Bhattacharya told Salon he is unsure if reinfections occurring within such a short period of time after the initial COVID-19 are “the rule or the exception.” Even though reinfections are likely as the virus mutates to evade immunity, that doesn’t mean that you aren’t building immunity through infection or vaccination.
“If you got caught delta towards the end of its wave in October you could totally get infected again in January by omicron because omicron is really different from delta,” Bhattacharya said. “You can see cases like that for sure. But would you get infected by delta twice within three months? That’s not very likely.”
Bhattacharya emphasized that if a person is infected with one strain, they will at least have some immunity to protect them from the next.
“If you did recover from a prior infection, even if it was the original strain, and then you got hit with omicron, there is still some protection — and your odds of getting really sick and landing in the hospital are still lower,” Bhattacharya noted. “When you do get infected, and I think the data is pretty clear, on average, they tend to be not as bad.”

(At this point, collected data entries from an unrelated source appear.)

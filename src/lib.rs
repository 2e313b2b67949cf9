//! schedctl: manage OS scheduled tasks through the system task-scheduler tool.
//!
//! The crate drives `schtasks` (or a compatible tool) as a child process and
//! normalises its CSV output into [`TaskRecord`]s. Each operation is a
//! one-shot, synchronous request: validate locally, re-read scheduler state,
//! then issue at most one mutating call.
//!
//! # Architecture
//!
//! - **Process layer**: [`process::CommandRunner`] launches the tool without
//!   a shell, with a timeout, capturing exit code, stdout and stderr
//! - **Scheduler layer**: [`scheduler::TaskRegistry`] validates requests
//!   against the [`scheduler::ScheduleCatalog`] and classifies tool results
//! - **Presentation**: [`scheduler::ReportFormatter`] renders fixed-width tables

pub mod app_dirs;
pub mod config;
pub mod error;
pub mod process;
pub mod scheduler;

pub use config::SchedctlConfig;
pub use error::{Result, TaskError};
pub use process::{CommandRunner, SystemRunner, ToolInvocation, ToolOutput};
pub use scheduler::{TaskRecord, TaskRegistry};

Gandhi added that T cells and B cells from previous infections (or vaccinations) will prevent you from having severe disease if you are reinfected. The immune system produces both B and T cells in response to an infection; B cells produce antibodies and T cells specifically attack and kill pathogens. Following vaccinations for other infections, like measles, mumps, rubella, pertussis, and diphtheria, T cell immunity is long lasting. Research has shown that T cells can protect against COVID-19 even if antibodies wane.
“The easiest way to think about it is that mild infections are prevented by antibodies, and T and B cells are basically protecting us against severe disease,” Gandhi said. SARS-CoV-2 antibodies are believed to decrease over time.

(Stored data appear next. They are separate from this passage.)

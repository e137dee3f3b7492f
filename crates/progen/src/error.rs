use evm_progen_interface::{CatalogError, OpcodeClass};

/// Rejected generator configuration. Detected before any byte is emitted.
#[derive(Debug, Clone, PartialEq, Eq, thiserror::Error)]
pub enum ConfigurationError {
    /// Push width outside `1..=32`.
    #[error("push width {0} is outside 1..=32")]
    PushWidth(u8),
    /// The dominant token is not a member of the selectable population.
    #[error("dominant {0} is not a member of the selectable population")]
    DominantOutsidePopulation(OpcodeClass),
    /// The dominant token could not be parsed.
    #[error("unknown dominant opcode or class `{0}`")]
    UnknownDominant(String),
    /// A limit was configured as zero.
    #[error("the {0} limit must be positive")]
    ZeroLimit(&'static str),
    /// Randomizing the operation limit needs an upper bound.
    #[error("a randomized operation limit needs an operation limit to draw from")]
    RandomizedLimitWithoutOps,
    /// The warm-up push is only consumed when values are carried between opcodes.
    #[error("the warm-up push requires the carry stack discipline")]
    WarmUpWithoutCarry,
    /// Unknown flavor name.
    #[error("unknown flavor `{0}`")]
    UnknownFlavor(String),
    /// The catalog could not be built.
    #[error(transparent)]
    Catalog(#[from] CatalogError),
}

/// The stack discipline and an opcode family do not fit together.
#[derive(Debug, Clone, PartialEq, Eq, thiserror::Error)]
pub enum InvariantViolation {
    /// A memory opcode was selected while values are carried between opcodes.
    #[error("{mnemonic} requires the clean stack discipline")]
    MemoryAccessUnderCarry {
        /// Offending opcode.
        mnemonic: &'static str,
    },
    /// The population resolved to an opcode the catalog does not know.
    #[error("opcode {0:#04x} is missing from the catalog")]
    UnknownOpcode(u8),
}

/// Any failure while generating a program or a batch. None of them is retryable: generation
/// is deterministic and fails the same way on the same inputs.
#[derive(Debug, Clone, PartialEq, Eq, thiserror::Error)]
pub enum GenerationError {
    /// See [`ConfigurationError`].
    #[error("invalid configuration: {0}")]
    Configuration(#[from] ConfigurationError),
    /// See [`InvariantViolation`].
    #[error("invariant violated: {0}")]
    InvariantViolation(#[from] InvariantViolation),
}

impl From<CatalogError> for GenerationError {
    fn from(error: CatalogError) -> Self {
        Self::Configuration(error.into())
    }
}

However, this is not to say there aren’t any risks to getting reinfected with COVID-19. One study published in July suggested that having repeated COVID-19 infections appears to increase the chances of a person having long COVID.

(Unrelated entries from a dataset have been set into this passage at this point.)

use std::fmt;

use crate::{
    opcodes::{self, forall_fixed_opcodes},
    OpcodeClass, OpcodeSpec,
};

/// Errors raised while assembling an [`OpcodeCatalog`].
#[derive(Debug, Clone, PartialEq, Eq, thiserror::Error)]
pub enum CatalogError {
    /// The selectable population is empty.
    #[error("the selectable population is empty")]
    EmptyPopulation,
    /// A population member references an opcode missing from the table.
    #[error("population member {0} is missing from the opcode table")]
    MissingOpcode(OpcodeClass),
    /// An opcode declares more immediate bytes than fit into a stack word.
    #[error("{mnemonic} declares {width} immediate bytes, at most 32 are supported")]
    ImmediateTooWide {
        /// Offending opcode.
        mnemonic: &'static str,
        /// Declared immediate width.
        width: u8,
    },
}

/// Immutable mapping from opcode byte to [`OpcodeSpec`] plus the ordered population the
/// synthesizer draws from.
#[derive(Clone, PartialEq, Eq)]
pub struct OpcodeCatalog {
    specs: Box<[Option<OpcodeSpec>; 256]>,
    population: Vec<OpcodeClass>,
}

impl fmt::Debug for OpcodeCatalog {
    fn fmt(&self, formatter: &mut fmt::Formatter<'_>) -> fmt::Result {
        formatter
            .debug_struct("OpcodeCatalog")
            .field("opcodes", &self.iter().count())
            .field("population", &self.population)
            .finish()
    }
}

impl OpcodeCatalog {
    /// Starts a builder preloaded with the built-in EVM table and an empty population.
    pub fn builder() -> OpcodeCatalogBuilder {
        OpcodeCatalogBuilder::evm()
    }

    /// Looks up a concrete opcode.
    #[inline(always)]
    pub fn get(&self, opcode: u8) -> Option<&OpcodeSpec> {
        self.specs[usize::from(opcode)].as_ref()
    }

    /// Finds a concrete opcode by mnemonic, ignoring ASCII case.
    pub fn find(&self, mnemonic: &str) -> Option<&OpcodeSpec> {
        self.iter()
            .find(|spec| spec.mnemonic.eq_ignore_ascii_case(mnemonic))
    }

    /// All known opcodes in byte order.
    pub fn iter(&self) -> impl Iterator<Item = &OpcodeSpec> + '_ {
        self.specs.iter().flatten()
    }

    /// The ordered selectable population.
    pub fn population(&self) -> &[OpcodeClass] {
        &self.population
    }

    /// Returns `true` if `class` is a member of the selectable population.
    pub fn contains(&self, class: OpcodeClass) -> bool {
        self.population.contains(&class)
    }

    /// Concrete opcodes reachable from the population, family members included.
    pub fn reachable(&self) -> impl Iterator<Item = &OpcodeSpec> + '_ {
        self.population
            .iter()
            .flat_map(move |class| class.members().filter_map(move |opcode| self.get(opcode)))
    }
}

/// Builder for [`OpcodeCatalog`]. Operand strategies are assigned by [`OpcodeSpec::new`]
/// as specs are inserted, never during generation.
#[derive(Debug, Clone)]
pub struct OpcodeCatalogBuilder {
    specs: Box<[Option<OpcodeSpec>; 256]>,
    population: Vec<OpcodeClass>,
}

impl OpcodeCatalogBuilder {
    /// A builder with no opcodes at all.
    pub fn empty() -> Self {
        Self {
            specs: Box::new([None; 256]),
            population: Vec::new(),
        }
    }

    /// A builder holding the built-in EVM table.
    pub fn evm() -> Self {
        let mut builder = Self::empty();

        macro_rules! insert_fixed {
            ($name:ident, $byte:literal, $removed:literal, $added:literal, $gas:literal) => {
                builder = builder.insert(OpcodeSpec::new(
                    opcodes::$name,
                    stringify!($name),
                    $removed,
                    $added,
                    $gas,
                    0,
                ));
            };
        }
        forall_fixed_opcodes!(insert_fixed);

        for n in 1..=32_u8 {
            builder = builder.insert(OpcodeSpec::new(
                opcodes::push(n),
                PUSH_MNEMONICS[usize::from(n - 1)],
                0,
                1,
                opcodes::VERY_LOW_GAS,
                n,
            ));
        }
        for n in 1..=16_u8 {
            let index = usize::from(n - 1);
            builder = builder
                .insert(OpcodeSpec::new(
                    opcodes::DUP1 + n - 1,
                    DUP_MNEMONICS[index],
                    n,
                    n + 1,
                    opcodes::VERY_LOW_GAS,
                    0,
                ))
                .insert(OpcodeSpec::new(
                    opcodes::SWAP1 + n - 1,
                    SWAP_MNEMONICS[index],
                    n + 1,
                    n + 1,
                    opcodes::VERY_LOW_GAS,
                    0,
                ));
        }
        builder
    }

    /// Inserts or replaces a spec.
    #[must_use]
    pub fn insert(mut self, spec: OpcodeSpec) -> Self {
        self.specs[usize::from(spec.opcode)] = Some(spec);
        self
    }

    /// Replaces the selectable population.
    #[must_use]
    pub fn population(mut self, population: impl IntoIterator<Item = OpcodeClass>) -> Self {
        self.population = population.into_iter().collect();
        self
    }

    /// Checks that every population member resolves to known opcodes and freezes the catalog.
    ///
    /// # Errors
    ///
    /// Fails if the population is empty or references an opcode absent from the table, or if
    /// any opcode declares an immediate wider than 32 bytes.
    pub fn build(self) -> Result<OpcodeCatalog, CatalogError> {
        if self.population.is_empty() {
            return Err(CatalogError::EmptyPopulation);
        }
        if let Some(spec) = self.specs.iter().flatten().find(|spec| spec.immediate > 32) {
            return Err(CatalogError::ImmediateTooWide {
                mnemonic: spec.mnemonic,
                width: spec.immediate,
            });
        }
        for &class in &self.population {
            if !class
                .members()
                .all(|opcode| self.specs[usize::from(opcode)].is_some())
            {
                return Err(CatalogError::MissingOpcode(class));
            }
        }
        Ok(OpcodeCatalog {
            specs: self.specs,
            population: self.population,
        })
    }
}

const PUSH_MNEMONICS: [&str; 32] = [
    "PUSH1", "PUSH2", "PUSH3", "PUSH4", "PUSH5", "PUSH6", "PUSH7", "PUSH8", "PUSH9", "PUSH10",
    "PUSH11", "PUSH12", "PUSH13", "PUSH14", "PUSH15", "PUSH16", "PUSH17", "PUSH18", "PUSH19",
    "PUSH20", "PUSH21", "PUSH22", "PUSH23", "PUSH24", "PUSH25", "PUSH26", "PUSH27", "PUSH28",
    "PUSH29", "PUSH30", "PUSH31", "PUSH32",
];

const DUP_MNEMONICS: [&str; 16] = [
    "DUP1", "DUP2", "DUP3", "DUP4", "DUP5", "DUP6", "DUP7", "DUP8", "DUP9", "DUP10", "DUP11",
    "DUP12", "DUP13", "DUP14", "DUP15", "DUP16",
];

const SWAP_MNEMONICS: [&str; 16] = [
    "SWAP1", "SWAP2", "SWAP3", "SWAP4", "SWAP5", "SWAP6", "SWAP7", "SWAP8", "SWAP9", "SWAP10",
    "SWAP11", "SWAP12", "SWAP13", "SWAP14", "SWAP15", "SWAP16",
];

#[cfg(test)]
mod tests {
    use pretty_assertions::assert_eq;

    use super::*;
    use crate::OperandStrategy;

    #[test]
    fn builtin_table_arity() {
        let catalog = OpcodeCatalog::builder()
            .population([OpcodeClass::Dup])
            .build()
            .unwrap();

        let dup3 = catalog.get(0x82).unwrap();
        assert_eq!((dup3.mnemonic, dup3.removed, dup3.added), ("DUP3", 3, 4));
        let swap16 = catalog.get(opcodes::SWAP16).unwrap();
        assert_eq!((swap16.mnemonic, swap16.removed, swap16.added), ("SWAP16", 17, 17));
        let push20 = catalog.get(opcodes::push(20)).unwrap();
        assert_eq!((push20.mnemonic, push20.immediate), ("PUSH20", 20));
        assert_eq!(catalog.get(opcodes::MSTORE).unwrap().strategy, OperandStrategy::MemoryWrite);
        assert_eq!(catalog.find("mulmod").map(|spec| spec.opcode), Some(opcodes::MULMOD));
        assert!(catalog.get(0x0c).is_none());
        assert_eq!(catalog.reachable().count(), 16);
    }

    #[test]
    fn population_must_be_known() {
        assert_eq!(
            OpcodeCatalog::builder().build(),
            Err(CatalogError::EmptyPopulation)
        );
        assert_eq!(
            OpcodeCatalog::builder()
                .population([OpcodeClass::Concrete(0x0c)])
                .build(),
            Err(CatalogError::MissingOpcode(OpcodeClass::Concrete(0x0c)))
        );
        assert_eq!(
            OpcodeCatalogBuilder::empty()
                .population([OpcodeClass::Push])
                .build(),
            Err(CatalogError::MissingOpcode(OpcodeClass::Push))
        );
    }

    #[test]
    fn immediates_fit_into_a_word() {
        let wide = OpcodeSpec::new(0x0c, "WIDE", 0, 0, 1, 40);
        assert_eq!(
            OpcodeCatalog::builder()
                .insert(wide)
                .population([OpcodeClass::Concrete(0x0c)])
                .build(),
            Err(CatalogError::ImmediateTooWide {
                mnemonic: "WIDE",
                width: 40
            })
        );

        let widest = OpcodeSpec::new(0x0c, "WIDEST", 0, 0, 1, 32);
        let catalog = OpcodeCatalog::builder()
            .insert(widest)
            .population([OpcodeClass::Concrete(0x0c)])
            .build()
            .unwrap();
        assert_eq!(catalog.get(0x0c).map(|spec| spec.immediate), Some(32));
    }
}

As far as the effect on the immune system, Bhattacharya debunked misinformation that has surfaced suggesting reinfections take a severe toll on a person’s immune system.
“It is highly unpleasant to get infected over and over again, and so to the extent you are able to prevent that from happening, I would recommend it for sure,” Bhattacharya said. “The immune system is pretty resilient.”
Bhattacharya said that with the help of variant-targeted vaccines, we may be approaching a future where reinfections are no longer as common.
“I do think we can eventually get to the point where we’re not worrying about getting infected every few months,” he said.